From the records below, copy out exactly the lines from the one containing "expired endpoints; the" to the one containing "if attempts >= 4", both included. Add nothing else.

◆ Data to examine:
+ + + + + + +

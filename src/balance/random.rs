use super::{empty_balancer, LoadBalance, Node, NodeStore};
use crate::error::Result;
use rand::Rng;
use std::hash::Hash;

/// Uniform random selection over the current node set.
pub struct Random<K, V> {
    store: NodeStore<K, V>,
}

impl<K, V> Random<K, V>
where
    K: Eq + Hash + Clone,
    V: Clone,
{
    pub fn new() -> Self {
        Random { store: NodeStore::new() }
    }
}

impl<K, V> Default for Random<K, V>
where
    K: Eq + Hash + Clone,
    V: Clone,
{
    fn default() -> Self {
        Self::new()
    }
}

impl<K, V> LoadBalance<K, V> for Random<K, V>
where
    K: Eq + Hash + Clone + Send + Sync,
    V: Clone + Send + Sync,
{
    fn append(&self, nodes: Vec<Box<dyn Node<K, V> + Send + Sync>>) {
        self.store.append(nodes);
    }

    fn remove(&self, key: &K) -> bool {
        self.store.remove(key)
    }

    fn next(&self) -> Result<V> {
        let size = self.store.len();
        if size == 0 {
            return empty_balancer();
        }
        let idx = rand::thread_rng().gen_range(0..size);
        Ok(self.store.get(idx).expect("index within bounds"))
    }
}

+ + + + + + +

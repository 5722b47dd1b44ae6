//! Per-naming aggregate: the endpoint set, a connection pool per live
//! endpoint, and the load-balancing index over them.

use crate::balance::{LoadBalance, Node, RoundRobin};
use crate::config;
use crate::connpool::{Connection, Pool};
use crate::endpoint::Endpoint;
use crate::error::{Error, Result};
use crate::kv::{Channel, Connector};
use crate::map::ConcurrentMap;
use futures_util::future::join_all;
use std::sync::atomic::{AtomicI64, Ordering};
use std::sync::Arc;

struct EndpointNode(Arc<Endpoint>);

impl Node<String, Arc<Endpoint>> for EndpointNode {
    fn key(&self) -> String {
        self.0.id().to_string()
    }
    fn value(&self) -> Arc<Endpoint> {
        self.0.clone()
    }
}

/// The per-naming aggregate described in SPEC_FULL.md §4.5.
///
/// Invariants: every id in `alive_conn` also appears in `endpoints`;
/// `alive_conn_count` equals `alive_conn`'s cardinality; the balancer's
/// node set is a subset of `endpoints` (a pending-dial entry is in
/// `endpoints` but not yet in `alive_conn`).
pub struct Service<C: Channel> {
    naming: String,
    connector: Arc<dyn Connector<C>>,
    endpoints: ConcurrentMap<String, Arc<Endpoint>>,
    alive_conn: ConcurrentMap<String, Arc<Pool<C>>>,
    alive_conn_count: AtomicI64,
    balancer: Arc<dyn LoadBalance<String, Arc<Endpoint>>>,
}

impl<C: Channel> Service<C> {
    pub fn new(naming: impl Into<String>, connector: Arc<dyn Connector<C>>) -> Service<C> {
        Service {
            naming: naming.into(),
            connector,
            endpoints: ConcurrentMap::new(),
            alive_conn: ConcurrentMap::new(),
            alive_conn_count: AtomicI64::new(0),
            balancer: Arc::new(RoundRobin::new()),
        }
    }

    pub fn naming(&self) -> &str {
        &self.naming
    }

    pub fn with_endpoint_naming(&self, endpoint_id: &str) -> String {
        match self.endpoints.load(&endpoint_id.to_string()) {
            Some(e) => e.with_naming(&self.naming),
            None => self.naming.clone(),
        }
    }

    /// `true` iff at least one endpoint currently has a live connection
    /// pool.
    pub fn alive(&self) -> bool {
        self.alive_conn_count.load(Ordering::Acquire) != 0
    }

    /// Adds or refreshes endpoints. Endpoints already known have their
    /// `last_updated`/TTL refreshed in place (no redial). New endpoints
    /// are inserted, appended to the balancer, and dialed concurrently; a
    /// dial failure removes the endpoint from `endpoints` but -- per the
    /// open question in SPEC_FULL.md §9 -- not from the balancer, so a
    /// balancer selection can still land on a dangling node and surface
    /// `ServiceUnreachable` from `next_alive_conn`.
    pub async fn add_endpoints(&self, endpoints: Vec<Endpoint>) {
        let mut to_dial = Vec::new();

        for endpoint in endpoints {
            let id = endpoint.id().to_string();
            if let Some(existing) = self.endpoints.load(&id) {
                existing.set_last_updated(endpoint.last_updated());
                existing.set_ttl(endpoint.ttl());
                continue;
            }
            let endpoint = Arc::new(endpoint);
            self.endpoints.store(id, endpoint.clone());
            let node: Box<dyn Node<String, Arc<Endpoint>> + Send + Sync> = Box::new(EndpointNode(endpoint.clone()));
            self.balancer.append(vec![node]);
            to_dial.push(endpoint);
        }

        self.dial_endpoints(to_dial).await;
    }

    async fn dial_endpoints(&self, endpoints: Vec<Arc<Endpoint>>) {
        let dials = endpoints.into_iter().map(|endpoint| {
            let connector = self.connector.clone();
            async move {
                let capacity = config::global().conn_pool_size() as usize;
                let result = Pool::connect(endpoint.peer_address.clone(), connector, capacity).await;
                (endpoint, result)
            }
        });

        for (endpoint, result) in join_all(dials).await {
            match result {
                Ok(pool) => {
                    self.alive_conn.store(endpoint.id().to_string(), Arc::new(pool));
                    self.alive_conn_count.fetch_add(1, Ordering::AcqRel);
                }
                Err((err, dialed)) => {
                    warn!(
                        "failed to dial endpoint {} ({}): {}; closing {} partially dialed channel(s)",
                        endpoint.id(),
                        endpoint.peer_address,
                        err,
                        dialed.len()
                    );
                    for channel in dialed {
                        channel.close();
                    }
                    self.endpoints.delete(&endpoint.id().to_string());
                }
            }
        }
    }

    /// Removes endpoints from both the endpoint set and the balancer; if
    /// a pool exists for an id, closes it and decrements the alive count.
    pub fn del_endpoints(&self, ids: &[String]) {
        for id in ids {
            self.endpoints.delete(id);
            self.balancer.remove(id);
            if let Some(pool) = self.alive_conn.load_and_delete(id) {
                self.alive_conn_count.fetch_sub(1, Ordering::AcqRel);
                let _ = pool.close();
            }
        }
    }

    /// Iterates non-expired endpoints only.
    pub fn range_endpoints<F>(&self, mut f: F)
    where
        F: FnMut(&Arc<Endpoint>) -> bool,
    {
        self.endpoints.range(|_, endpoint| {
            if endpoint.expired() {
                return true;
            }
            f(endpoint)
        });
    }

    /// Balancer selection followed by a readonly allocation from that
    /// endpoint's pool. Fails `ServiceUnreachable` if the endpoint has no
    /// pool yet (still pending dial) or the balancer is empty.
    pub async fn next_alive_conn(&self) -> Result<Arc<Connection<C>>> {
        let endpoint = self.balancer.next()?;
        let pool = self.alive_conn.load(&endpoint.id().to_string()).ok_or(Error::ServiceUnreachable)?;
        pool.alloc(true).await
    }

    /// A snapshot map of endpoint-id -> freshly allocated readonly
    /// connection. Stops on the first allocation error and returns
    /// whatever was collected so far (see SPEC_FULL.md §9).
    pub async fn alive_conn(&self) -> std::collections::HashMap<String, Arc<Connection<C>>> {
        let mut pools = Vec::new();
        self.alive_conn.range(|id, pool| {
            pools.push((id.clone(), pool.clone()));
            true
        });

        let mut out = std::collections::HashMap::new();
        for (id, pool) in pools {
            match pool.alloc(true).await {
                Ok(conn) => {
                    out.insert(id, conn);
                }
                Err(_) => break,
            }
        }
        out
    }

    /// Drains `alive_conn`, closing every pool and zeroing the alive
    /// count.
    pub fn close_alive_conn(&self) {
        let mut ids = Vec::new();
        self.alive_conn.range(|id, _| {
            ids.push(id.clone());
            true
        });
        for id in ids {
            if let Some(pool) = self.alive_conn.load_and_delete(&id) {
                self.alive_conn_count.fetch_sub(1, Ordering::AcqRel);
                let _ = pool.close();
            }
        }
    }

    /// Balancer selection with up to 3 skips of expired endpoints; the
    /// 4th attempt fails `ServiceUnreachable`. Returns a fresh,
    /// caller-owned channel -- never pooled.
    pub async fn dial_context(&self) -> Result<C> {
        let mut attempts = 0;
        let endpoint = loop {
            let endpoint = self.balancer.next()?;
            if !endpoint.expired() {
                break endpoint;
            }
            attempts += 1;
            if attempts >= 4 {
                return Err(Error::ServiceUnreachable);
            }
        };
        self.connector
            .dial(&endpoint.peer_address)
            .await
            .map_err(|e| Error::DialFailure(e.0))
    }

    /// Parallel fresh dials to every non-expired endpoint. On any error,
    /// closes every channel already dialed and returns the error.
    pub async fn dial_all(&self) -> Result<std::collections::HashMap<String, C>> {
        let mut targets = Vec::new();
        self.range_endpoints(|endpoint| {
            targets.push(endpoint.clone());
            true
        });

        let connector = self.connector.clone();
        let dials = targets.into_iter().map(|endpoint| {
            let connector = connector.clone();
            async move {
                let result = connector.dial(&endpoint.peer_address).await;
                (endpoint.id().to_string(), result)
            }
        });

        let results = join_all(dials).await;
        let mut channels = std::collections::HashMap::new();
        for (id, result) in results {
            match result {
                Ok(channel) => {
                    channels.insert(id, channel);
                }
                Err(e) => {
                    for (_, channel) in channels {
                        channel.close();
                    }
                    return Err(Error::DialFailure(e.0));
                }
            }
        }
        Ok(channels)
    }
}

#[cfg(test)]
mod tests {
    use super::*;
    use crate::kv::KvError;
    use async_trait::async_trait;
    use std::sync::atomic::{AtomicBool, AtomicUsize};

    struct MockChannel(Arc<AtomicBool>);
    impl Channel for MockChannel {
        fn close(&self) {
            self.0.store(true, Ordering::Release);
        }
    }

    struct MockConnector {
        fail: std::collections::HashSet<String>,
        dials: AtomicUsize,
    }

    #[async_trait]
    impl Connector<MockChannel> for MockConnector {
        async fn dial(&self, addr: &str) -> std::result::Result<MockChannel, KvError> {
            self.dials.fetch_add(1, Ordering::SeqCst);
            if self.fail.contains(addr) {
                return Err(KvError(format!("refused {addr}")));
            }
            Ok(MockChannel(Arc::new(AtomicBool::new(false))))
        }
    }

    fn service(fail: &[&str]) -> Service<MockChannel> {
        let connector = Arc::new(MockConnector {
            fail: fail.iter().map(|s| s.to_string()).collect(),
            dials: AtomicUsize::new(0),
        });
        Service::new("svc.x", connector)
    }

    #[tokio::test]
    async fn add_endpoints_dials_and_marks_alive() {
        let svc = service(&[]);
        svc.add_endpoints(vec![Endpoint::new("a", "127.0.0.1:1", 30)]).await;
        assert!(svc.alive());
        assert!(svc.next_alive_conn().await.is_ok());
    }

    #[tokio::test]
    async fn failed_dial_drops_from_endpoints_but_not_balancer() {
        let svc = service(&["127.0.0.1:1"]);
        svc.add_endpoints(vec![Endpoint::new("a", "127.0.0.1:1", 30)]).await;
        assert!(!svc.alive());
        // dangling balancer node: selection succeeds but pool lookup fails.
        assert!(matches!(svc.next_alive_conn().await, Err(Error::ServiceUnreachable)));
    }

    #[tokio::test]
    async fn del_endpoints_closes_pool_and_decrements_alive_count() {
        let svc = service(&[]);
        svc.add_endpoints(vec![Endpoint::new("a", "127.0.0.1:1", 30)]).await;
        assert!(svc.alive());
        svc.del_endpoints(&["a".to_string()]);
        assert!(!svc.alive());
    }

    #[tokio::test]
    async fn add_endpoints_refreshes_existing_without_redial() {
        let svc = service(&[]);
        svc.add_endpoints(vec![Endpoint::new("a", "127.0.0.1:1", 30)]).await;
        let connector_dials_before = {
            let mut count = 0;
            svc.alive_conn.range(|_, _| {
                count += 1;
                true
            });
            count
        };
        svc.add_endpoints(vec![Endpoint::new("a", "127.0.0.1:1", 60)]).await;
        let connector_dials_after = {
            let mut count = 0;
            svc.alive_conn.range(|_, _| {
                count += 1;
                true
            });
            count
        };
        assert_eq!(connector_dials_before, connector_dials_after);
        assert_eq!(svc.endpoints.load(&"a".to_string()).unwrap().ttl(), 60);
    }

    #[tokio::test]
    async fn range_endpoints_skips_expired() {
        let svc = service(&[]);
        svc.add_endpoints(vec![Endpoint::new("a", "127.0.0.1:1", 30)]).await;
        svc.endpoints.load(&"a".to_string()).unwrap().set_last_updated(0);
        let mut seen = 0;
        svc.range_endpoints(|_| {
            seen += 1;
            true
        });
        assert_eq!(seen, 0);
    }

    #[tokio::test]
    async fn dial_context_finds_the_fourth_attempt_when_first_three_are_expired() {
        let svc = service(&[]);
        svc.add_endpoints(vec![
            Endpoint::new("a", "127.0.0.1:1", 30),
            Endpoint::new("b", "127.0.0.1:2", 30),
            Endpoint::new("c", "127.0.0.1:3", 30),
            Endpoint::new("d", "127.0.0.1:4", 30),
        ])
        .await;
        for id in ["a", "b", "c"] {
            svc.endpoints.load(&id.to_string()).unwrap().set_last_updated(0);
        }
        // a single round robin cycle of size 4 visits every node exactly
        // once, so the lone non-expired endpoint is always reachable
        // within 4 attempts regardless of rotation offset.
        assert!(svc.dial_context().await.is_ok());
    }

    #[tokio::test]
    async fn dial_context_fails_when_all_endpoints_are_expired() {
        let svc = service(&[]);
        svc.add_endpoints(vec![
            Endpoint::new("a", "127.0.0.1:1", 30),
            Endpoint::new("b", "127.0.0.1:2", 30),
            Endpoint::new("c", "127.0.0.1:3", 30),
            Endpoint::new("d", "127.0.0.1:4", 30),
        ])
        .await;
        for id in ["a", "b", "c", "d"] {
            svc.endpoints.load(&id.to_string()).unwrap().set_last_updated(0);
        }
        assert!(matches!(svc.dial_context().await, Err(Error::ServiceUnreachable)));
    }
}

+ + + + + + +

◆ Output below:
    /// Balancer selection with up to 3 skips of expired endpoints; the
    /// 4th attempt fails `ServiceUnreachable`. Returns a fresh,
    /// caller-owned channel -- never pooled.
    pub async fn dial_context(&self) -> Result<C> {
        let mut attempts = 0;
        let endpoint = loop {
            let endpoint = self.balancer.next()?;
            if !endpoint.expired() {
                break endpoint;
            }
            attempts += 1;
            if attempts >= 4 {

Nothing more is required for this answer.